Esta última está de volta com o criativamente
intitulado More Issues Than Vogue (MITV). Como o antecessor Anybody Wanna Buy a Heart? (resenhado aqui), MITV é composto de R’n’B com produção contemporânea e
sem faixa dance. K Michelle é diva
dramática, não dançável. A treta com Drake ainda rende e os eu-líricos
realmente têm muitas questões, daí o trocadilho do título que aproveita 2
sentidos da palavra “issue”: edição e questão (no sentido de problema).
Em canções com arranjos discretos como Ain’t You e
Nightstand (pelo menos em boa parte dela), quem conduz a melodia é a poderosa
voz de Michelle, que destroça em baladaças dramáticas como These Men e All I Got.

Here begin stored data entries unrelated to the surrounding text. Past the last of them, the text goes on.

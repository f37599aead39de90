//! Start command implementation.

use crate::core::config::Config;
use crate::core::runtime::Runtime;
use anyhow::{Context, Result};
use clap::Args;
use std::path::Path;

/// Start the Tessera server.
#[derive(Args, Debug)]
pub struct StartArgs {
    // No additional arguments; config is handled globally.
}

fn init_tracing(log_level: &str) {
    use tracing_subscriber::{fmt, prelude::*, EnvFilter};

    let filter =
        EnvFilter::try_from_default_env().unwrap_or_else(|_| EnvFilter::new(log_level.to_string()));

    tracing_subscriber::registry()
        .with(fmt::layer().with_target(true))
        .with(filter)
        .init();
}

/// Run the start command against the given config path.
pub async fn run_start(config_path: &Path, log_level_override: Option<&str>) -> Result<()> {
    let config = Config::from_file(config_path)
        .with_context(|| format!("failed to load config from {}", config_path.display()))?;

    let log_level = log_level_override.unwrap_or(&config.telemetry.log_level);
    init_tracing(log_level);

    let runtime = Runtime::new(config)?;
    runtime.run().await
}
//! HTTP surface tests.

mod common;

use common::{test_engine, tiny_engine, ReplicaHarness};
use axum::body::Body;
use axum::http::{header, Request, StatusCode};
use axum::Router;
use http_body_util::BodyExt;
use std::sync::Arc;
use std::time::Duration;
use tessera::api::coordinator::{
    Coordinator, ReplicatedCoordinator, SizeLimits, StandaloneCoordinator,
};
use tessera::api::{router, AppState};
use tessera::core::config::WalConfig;
use tessera::storage::snapshot::MemorySnapshotter;
use tessera::storage::wal::Wal;
use tower::util::ServiceExt;

fn replicated_router(harness: &ReplicaHarness, limits: SizeLimits) -> Router {
    let coordinator = Coordinator::Replicated(ReplicatedCoordinator::new(
        limits,
        harness.raft.clone(),
        harness.futures.clone(),
        vec!["http://f:8080".to_string(), "http://l:8080".to_string()],
        Duration::from_secs(5),
    ));
    router(Arc::new(AppState { coordinator }))
}

fn roomy_limits() -> SizeLimits {
    SizeLimits {
        max_key_size: 1024,
        max_value_size: 1024,
    }
}

async fn body_string(response: axum::response::Response) -> String {
    let bytes = response.into_body().collect().await.unwrap().to_bytes();
    String::from_utf8_lossy(&bytes).into_owned()
}

#[tokio::test]
async fn put_get_delete_cycle_on_leader() {
    let harness = ReplicaHarness::leader(test_engine());
    let app = replicated_router(&harness, roomy_limits());

    let response = app
        .clone()
        .oneshot(
            Request::put("/v1/testkey")
                .body(Body::from("testvalue"))
                .unwrap(),
        )
        .await
        .unwrap();
    assert_eq!(response.status(), StatusCode::CREATED);

    let response = app
        .clone()
        .oneshot(Request::get("/v1/testkey").body(Body::empty()).unwrap())
        .await
        .unwrap();
    assert_eq!(response.status(), StatusCode::OK);
    assert_eq!(body_string(response).await, "testvalue");

    let response = app
        .clone()
        .oneshot(Request::delete("/v1/testkey").body(Body::empty()).unwrap())
        .await
        .unwrap();
    assert_eq!(response.status(), StatusCode::NO_CONTENT);

    let response = app
        .oneshot(Request::get("/v1/testkey").body(Body::empty()).unwrap())
        .await
        .unwrap();
    assert_eq!(response.status(), StatusCode::NOT_FOUND);
}

#[tokio::test]
async fn oversize_inputs_answer_bad_request() {
    let harness = ReplicaHarness::leader(tiny_engine());
    let app = replicated_router(
        &harness,
        SizeLimits {
            max_key_size: 10,
            max_value_size: 20,
        },
    );

    let response = app
        .clone()
        .oneshot(
            Request::put("/v1/thiskeyistoolarge")
                .body(Body::from("x"))
                .unwrap(),
        )
        .await
        .unwrap();
    assert_eq!(response.status(), StatusCode::BAD_REQUEST);
    assert!(body_string(response).await.contains("key too large"));

    let response = app
        .oneshot(
            Request::put("/v1/k")
                .body(Body::from("thisvalueistoolargetoomuch"))
                .unwrap(),
        )
        .await
        .unwrap();
    assert_eq!(response.status(), StatusCode::BAD_REQUEST);
    assert!(body_string(response).await.contains("value too large"));
}

#[tokio::test]
async fn follower_redirects_to_leader_address() {
    let harness = ReplicaHarness::follower(test_engine(), 1);
    let app = replicated_router(&harness, roomy_limits());

    let response = app
        .oneshot(Request::put("/v1/k").body(Body::from("v")).unwrap())
        .await
        .unwrap();
    assert_eq!(response.status(), StatusCode::TEMPORARY_REDIRECT);
    assert_eq!(
        response.headers().get(header::LOCATION).unwrap(),
        "http://l:8080/v1/k"
    );
}

#[tokio::test]
async fn follower_without_known_leader_is_unavailable() {
    let harness = ReplicaHarness::follower(test_engine(), -1);
    let app = replicated_router(&harness, roomy_limits());

    let response = app
        .oneshot(Request::put("/v1/k").body(Body::from("v")).unwrap())
        .await
        .unwrap();
    assert_eq!(response.status(), StatusCode::SERVICE_UNAVAILABLE);
    assert_eq!(body_string(response).await, "no leader available");
}

#[tokio::test]
async fn healthz_answers_ok() {
    let harness = ReplicaHarness::leader(test_engine());
    let app = replicated_router(&harness, roomy_limits());

    let response = app
        .oneshot(Request::get("/healthz").body(Body::empty()).unwrap())
        .await
        .unwrap();
    assert_eq!(response.status(), StatusCode::OK);
}

#[tokio::test]
async fn standalone_mode_serves_the_same_contract() {
    let dir = tempfile::tempdir().unwrap();
    let engine = test_engine();
    let wal = Arc::new(
        Wal::open(
            WalConfig {
                log_file: dir.path().join("wal.log").display().to_string(),
                max_size_bytes: u64::MAX,
                fsync_interval_ms: 50,
                fsync_retries: 3,
                fsync_retry_ms: 10,
            },
            Arc::new(MemorySnapshotter::new()),
        )
        .unwrap(),
    );
    wal.recover(&engine).unwrap();
    let (shutdown_tx, shutdown_rx) = tokio::sync::watch::channel(false);
    let (writer, fsyncer) = wal.start(shutdown_rx).unwrap();

    let coordinator = Coordinator::Standalone(StandaloneCoordinator::new(
        roomy_limits(),
        Arc::clone(&engine),
        Arc::clone(&wal),
    ));
    let app = router(Arc::new(AppState { coordinator }));

    let response = app
        .clone()
        .oneshot(Request::put("/v1/k").body(Body::from("v")).unwrap())
        .await
        .unwrap();
    assert_eq!(response.status(), StatusCode::CREATED);

    let response = app
        .clone()
        .oneshot(Request::get("/v1/k").body(Body::empty()).unwrap())
        .await
        .unwrap();
    assert_eq!(response.status(), StatusCode::OK);
    assert_eq!(body_string(response).await, "v");

    let response = app
        .clone()
        .oneshot(Request::delete("/v1/k").body(Body::empty()).unwrap())
        .await
        .unwrap();
    assert_eq!(response.status(), StatusCode::NO_CONTENT);

    let response = app
        .oneshot(Request::get("/v1/k").body(Body::empty()).unwrap())
        .await
        .unwrap();
    assert_eq!(response.status(), StatusCode::NOT_FOUND);

    // The write reached the log as well as the engine.
    wal.wait_writings().await;
    assert_eq!(wal.last_seq(), 2);

    shutdown_tx.send(true).unwrap();
    writer.await.unwrap();
    fsyncer.await.unwrap();
    wal.close();
}
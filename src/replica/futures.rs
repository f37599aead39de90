//! Futures store.
//!
//! A client write returns only after its command has been applied, but
//! application happens asynchronously on the apply loop. The futures
//! store bridges the two: the request coordinator registers a future at
//! the command's log index and waits on it; the FSM adapter fulfills
//! that index when the entry is applied.
//!
//! Fulfillment can race registration in either order. `fulfill` on an
//! unregistered index creates the future already closed, so a later
//! `register` observes it fulfilled and returns without blocking.
//! Futures whose awaiter timed out are marked stale and left in place;
//! a periodic GC sweep reaps fulfilled and stale entries.

use crate::core::error::{KvError, KvResult};
use parking_lot::Mutex;
use std::collections::HashMap;
use std::sync::atomic::{AtomicBool, Ordering};
use std::sync::Arc;
use std::time::Duration;
use tokio::sync::watch;
use tokio::task::JoinHandle;
use tokio::time::{interval_at, Instant};

/// One-shot commit signal for a single log index.
///
/// Owned by the [`FuturesStore`]; awaiters hold a shared handle only
/// for the duration of their wait.
pub struct CommitFuture {
    done: watch::Sender<bool>,
    stale: AtomicBool,
}

impl CommitFuture {
    fn new(fulfilled: bool) -> Arc<Self> {
        let (done, _) = watch::channel(fulfilled);
        Arc::new(Self {
            done,
            stale: AtomicBool::new(false),
        })
    }

    /// Block until fulfillment or the deadline. A deadline expiry marks
    /// the future stale for the next GC sweep.
    pub async fn wait(&self, deadline: Duration) -> KvResult<()> {
        let mut rx = self.done.subscribe();
        let result = match tokio::time::timeout(deadline, rx.wait_for(|done| *done)).await {
            Ok(Ok(_)) => Ok(()),
            // The store holds the sender for the future's whole life,
            // so a closed channel can only mean the entry was swept.
            Ok(Err(_)) | Err(_) => {
                self.stale.store(true, Ordering::Release);
                Err(KvError::CommitTimeout)
            }
        };
        result
    }

    /// Whether the wait signal has been closed.
    pub fn is_fulfilled(&self) -> bool {
        *self.done.borrow()
    }

    /// Whether an awaiter timed out on this future.
    pub fn is_stale(&self) -> bool {
        self.stale.load(Ordering::Acquire)
    }

    fn fulfill(&self) {
        self.done.send_replace(true);
    }
}

/// Map from log index to commit future.
pub struct FuturesStore {
    promises: Mutex<HashMap<i64, Arc<CommitFuture>>>,
}

impl FuturesStore {
    pub fn new() -> Self {
        Self {
            promises: Mutex::new(HashMap::new()),
        }
    }

    /// Future for `log_index`, creating a pending one if none exists.
    /// Two registrations for the same index return the same future; an
    /// index fulfilled before registration returns an already-closed
    /// future.
    pub fn register(&self, log_index: i64) -> Arc<CommitFuture> {
        let mut promises = self.promises.lock();
        Arc::clone(
            promises
                .entry(log_index)
                .or_insert_with(|| CommitFuture::new(false)),
        )
    }

    /// Close the wait signal for `log_index`. Idempotent; creates a
    /// pre-fulfilled future when the index was never registered.
    pub fn fulfill(&self, log_index: i64) {
        let mut promises = self.promises.lock();
        match promises.get(&log_index) {
            Some(promise) => promise.fulfill(),
            None => {
                promises.insert(log_index, CommitFuture::new(true));
            }
        }
    }

    /// Remove every fulfilled or stale future. Returns the number
    /// removed.
    pub fn sweep(&self) -> usize {
        let mut promises = self.promises.lock();
        let before = promises.len();
        promises.retain(|_, promise| !promise.is_fulfilled() && !promise.is_stale());
        before - promises.len()
    }

    /// Number of live entries.
    pub fn len(&self) -> usize {
        self.promises.lock().len()
    }

    /// Whether the store holds no entries.
    pub fn is_empty(&self) -> bool {
        self.promises.lock().is_empty()
    }

    /// Spawn the periodic GC sweep.
    pub fn start_gc(
        self: Arc<Self>,
        period: Duration,
        mut shutdown: watch::Receiver<bool>,
    ) -> JoinHandle<()> {
        let store = self;
        tokio::spawn(async move {
            let mut ticker = interval_at(Instant::now() + period, period);
            loop {
                tokio::select! {
                    _ = shutdown.changed() => {
                        tracing::info!("futures gc shutting down");
                        return;
                    }
                    _ = ticker.tick() => {
                        let removed = store.sweep();
                        if removed > 0 {
                            tracing::debug!(removed, "swept settled commit futures");
                        }
                    }
                }
            }
        })
    }
}

impl Default for FuturesStore {
    fn default() -> Self {
        Self::new()
    }
}
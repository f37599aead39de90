//! Error types and classification.
//!
//! Tessera defines one domain error enum covering every condition the
//! request path can surface. Transport layers map these onto their own
//! status vocabulary; the predicates on [`KvError`] tell them which
//! family a value belongs to without matching every variant.

use thiserror::Error;

/// Common Tessera error conditions.
#[derive(Debug, Error)]
pub enum KvError {
    /// Key exceeds the configured maximum size.
    #[error("key too large: {actual} bytes exceeds limit of {limit}")]
    KeyTooLarge { actual: usize, limit: usize },

    /// Value exceeds the configured maximum size.
    #[error("value too large: {actual} bytes exceeds limit of {limit}")]
    ValueTooLarge { actual: usize, limit: usize },

    /// Read of an absent key.
    #[error("no such key")]
    NoSuchKey,

    /// This node is not the leader; the request belongs at `leader_addr`.
    #[error("not the leader, current leader at {leader_addr}")]
    NotLeader { leader_addr: String },

    /// No leader is currently known to the cluster.
    #[error("no leader available")]
    NoLeader,

    /// A commit future was not fulfilled within the request deadline.
    #[error("commit wait timed out")]
    CommitTimeout,

    /// A linearizable read did not complete within the request deadline.
    #[error("read timed out")]
    ReadTimeout,

    /// A WAL record framed correctly but its payload failed to decode.
    #[error("corrupt WAL record after id {last_good_id}: {reason}")]
    CorruptWal { last_good_id: u64, reason: String },

    /// A snapshot file entry failed to decode.
    #[error("corrupt snapshot {path}: {reason}")]
    CorruptSnapshot { path: String, reason: String },

    /// A replicated command failed to decode.
    #[error("undecodable command: {reason}")]
    BadCommand { reason: String },

    /// Filesystem failure on the durability path.
    #[error("storage i/o error")]
    Io(#[from] std::io::Error),
}

impl KvError {
    /// Whether the client may retry the same request unchanged.
    pub fn is_retriable(&self) -> bool {
        matches!(
            self,
            Self::NoLeader | Self::CommitTimeout | Self::ReadTimeout
        )
    }

    /// Whether the request was rejected before any state mutation.
    pub fn is_invalid_input(&self) -> bool {
        matches!(self, Self::KeyTooLarge { .. } | Self::ValueTooLarge { .. })
    }

    /// Whether this condition indicates damaged on-disk state. Corruption
    /// is fatal during startup recovery.
    pub fn is_corruption(&self) -> bool {
        matches!(
            self,
            Self::CorruptWal { .. } | Self::CorruptSnapshot { .. } | Self::BadCommand { .. }
        )
    }
}

/// Result type using KvError.
pub type KvResult<T> = Result<T, KvError>;

#[cfg(test)]
mod tests {
    use super::*;

    #[test]
    fn retriable_covers_transient_conditions() {
        assert!(KvError::NoLeader.is_retriable());
        assert!(KvError::CommitTimeout.is_retriable());
        assert!(!KvError::NoSuchKey.is_retriable());
        assert!(!KvError::KeyTooLarge {
            actual: 2048,
            limit: 1024
        }
        .is_retriable());
    }

    #[test]
    fn corruption_is_not_retriable() {
        let err = KvError::CorruptWal {
            last_good_id: 41,
            reason: "truncated enum tag".into(),
        };
        assert!(err.is_corruption());
        assert!(!err.is_retriable());
    }

    #[test]
    fn display_carries_limits() {
        let err = KvError::ValueTooLarge {
            actual: 64,
            limit: 20,
        };
        assert_eq!(
            err.to_string(),
            "value too large: 64 bytes exceeds limit of 20"
        );
    }
}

Lentas arrasadoras não faltam, às vezes com pitadas de outros subgêneros, como
If it Ain’t Love e sua guitarra country. Em Make The Bed a influência é power pop de matriz africanizada comum
nos 80’s. Tem até corinho feminino de oh
oh oh no fundo.
Apesar de contemporâneo, o soul de K. Michelle sabe que pertence a tradição muito rica. A
abertura de Time parece Philly Soul e Not a Little Bit é sonho black: abre com
piano elétrico, segue como R’n’B bem atual pra dali a pouco entrar um coro
feminino com o refrão, saído da lavra celeste da época em que Diana Ross
duetava com Marvin Gaye, em You Are Everything. Pra apertar repeat, ajoelhar-se e ouvir olhando pro
céu.
Recheado com letras sobre relacionamentos, a exceção
fica por conta de Rich, R’n’B ostentação pra essa época onde tantos escondem
seu complexo de inferioridade projetando poder mais fingido que real. Pra
cantar dando muitos beijinhos nos ombros.
Álbuns como os de Vivian Green, Lizz Wright, Maysa Leak
- e hoje esta maravilha da K. Michelle - só provam a sacanagem de privar o
mundo de divulgação pra essas vozes
fenomenais. No que depender deste blog, divas negras sempre imperarão!